- _Supplied data_:
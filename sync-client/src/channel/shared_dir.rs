//! Context channel over a directory both devices can see.
//!
//! Each device writes its outgoing context to `<dir>/<role>.json` and reads
//! the peer's file as its received context. Useful for demos and for running
//! both devices on one machine.
//!
//! The received context is cached in memory, so snapshot pulls never touch
//! the disk. With a poll interval set, a background task re-reads the peer
//! file and delivers each new context to the registered sink.

use super::{ChannelError, ContextChannel, RemoteUpdateSink};
use async_trait::async_trait;
use clicker_sync_types::{context_entry, wrap_context, ApplicationContext, Payload};
use serde::{Deserialize, Serialize};
use std::fmt;
use std::path::{Path, PathBuf};
use std::str::FromStr;
use std::sync::{Arc, Mutex};
use std::time::Duration;
use tokio::task::JoinHandle;

/// Which end of the pair this device is.
#[derive(Debug, Clone, Copy, Default, PartialEq, Eq, Hash, Serialize, Deserialize)]
#[serde(rename_all = "lowercase")]
pub enum DeviceRole {
    /// The primary device (phone).
    #[default]
    Primary,
    /// The companion device (watch).
    Companion,
}

impl DeviceRole {
    /// The other end of the pair.
    pub fn peer(self) -> Self {
        match self {
            Self::Primary => Self::Companion,
            Self::Companion => Self::Primary,
        }
    }

    /// Lowercase name.
    pub fn as_str(self) -> &'static str {
        match self {
            Self::Primary => "primary",
            Self::Companion => "companion",
        }
    }

    fn file_name(self) -> String {
        format!("{}.json", self.as_str())
    }
}

impl fmt::Display for DeviceRole {
    fn fmt(&self, f: &mut fmt::Formatter<'_>) -> fmt::Result {
        f.write_str(self.as_str())
    }
}

impl FromStr for DeviceRole {
    type Err = String;

    fn from_str(s: &str) -> Result<Self, Self::Err> {
        match s.to_ascii_lowercase().as_str() {
            "primary" => Ok(Self::Primary),
            "companion" => Ok(Self::Companion),
            other => Err(format!(
                "unknown role {other:?} (expected primary or companion)"
            )),
        }
    }
}

/// Context channel backed by a shared directory.
#[derive(Debug)]
pub struct SharedDirChannel {
    outbox: PathBuf,
    inbox: PathBuf,
    received: Arc<Mutex<Option<ApplicationContext>>>,
    poll_interval: Option<Duration>,
    poller: Mutex<Option<JoinHandle<()>>>,
}

impl SharedDirChannel {
    /// Open the channel for `role` in `dir`, loading whatever the peer last
    /// wrote. The directory is created if needed.
    pub async fn open(dir: impl AsRef<Path>, role: DeviceRole) -> Result<Self, ChannelError> {
        let dir = dir.as_ref();
        tokio::fs::create_dir_all(dir).await?;
        let inbox = dir.join(role.peer().file_name());
        let received = match read_context(&inbox).await {
            Ok(received) => received,
            Err(ChannelError::Serialization(e)) => {
                tracing::warn!(
                    "Ignoring unreadable peer context {}: {}",
                    inbox.display(),
                    e
                );
                None
            }
            Err(e) => return Err(e),
        };
        Ok(Self {
            outbox: dir.join(role.file_name()),
            inbox,
            received: Arc::new(Mutex::new(received)),
            poll_interval: None,
            poller: Mutex::new(None),
        })
    }

    /// Poll the peer file every `interval` once a sink is registered.
    pub fn with_poll_interval(mut self, interval: Duration) -> Self {
        self.poll_interval = Some(interval);
        self
    }

    /// Path this device publishes to.
    pub fn outbox(&self) -> &Path {
        &self.outbox
    }
}

#[async_trait]
impl ContextChannel for SharedDirChannel {
    fn current_remote_snapshot(&self, key: &str) -> Option<Payload> {
        let received = self.received.lock().unwrap();
        context_entry(received.as_ref()?, key)?.ok().cloned()
    }

    async fn publish(&self, key: &str, payload: Payload) -> Result<(), ChannelError> {
        let contents = serde_json::to_string_pretty(&wrap_context(key, payload))?;
        let tmp = self.outbox.with_extension("json.tmp");
        tokio::fs::write(&tmp, contents).await?;
        tokio::fs::rename(&tmp, &self.outbox).await?;
        Ok(())
    }

    fn on_remote_update(&self, sink: RemoteUpdateSink) {
        let Some(interval) = self.poll_interval else {
            return;
        };
        let Ok(runtime) = tokio::runtime::Handle::try_current() else {
            tracing::warn!("No tokio runtime, peer file polling disabled");
            return;
        };

        let inbox = self.inbox.clone();
        let received = Arc::clone(&self.received);
        let task = runtime.spawn(poll_peer(inbox, received, interval, sink));

        if let Some(previous) = self.poller.lock().unwrap().replace(task) {
            previous.abort();
        }
    }
}

impl Drop for SharedDirChannel {
    fn drop(&mut self) {
        if let Some(task) = self.poller.lock().unwrap().take() {
            task.abort();
        }
    }
}

/// Re-read the peer file on every tick and deliver contexts that changed.
async fn poll_peer(
    inbox: PathBuf,
    received: Arc<Mutex<Option<ApplicationContext>>>,
    interval: Duration,
    sink: RemoteUpdateSink,
) {
    let mut ticker = tokio::time::interval(interval);
    ticker.set_missed_tick_behavior(tokio::time::MissedTickBehavior::Delay);

    loop {
        ticker.tick().await;

        let context = match read_context(&inbox).await {
            Ok(Some(context)) => context,
            Ok(None) => continue,
            Err(e) => {
                tracing::debug!("Failed to read peer context {}: {}", inbox.display(), e);
                continue;
            }
        };

        let changed = {
            let mut cached = received.lock().unwrap();
            if cached.as_ref() == Some(&context) {
                false
            } else {
                *cached = Some(context.clone());
                true
            }
        };

        if changed && sink.deliver(context).await.is_err() {
            tracing::debug!("Remote update queue closed, stopping peer poll");
            break;
        }
    }
}

/// Read an application context file. A missing file is `None`.
async fn read_context(path: &Path) -> Result<Option<ApplicationContext>, ChannelError> {
    match tokio::fs::read_to_string(path).await {
        Ok(contents) => Ok(Some(serde_json::from_str(&contents)?)),
        Err(e) if e.kind() == std::io::ErrorKind::NotFound => Ok(None),
        Err(e) => Err(e.into()),
    }
}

- _Required action_: Given the word "unwrap", show every line of the records that contains it.

- _Solution for this problem_:
        let received = self.received.lock().unwrap();
        if let Some(previous) = self.poller.lock().unwrap().replace(task) {
        if let Some(task) = self.poller.lock().unwrap().take() {
            let mut cached = received.lock().unwrap();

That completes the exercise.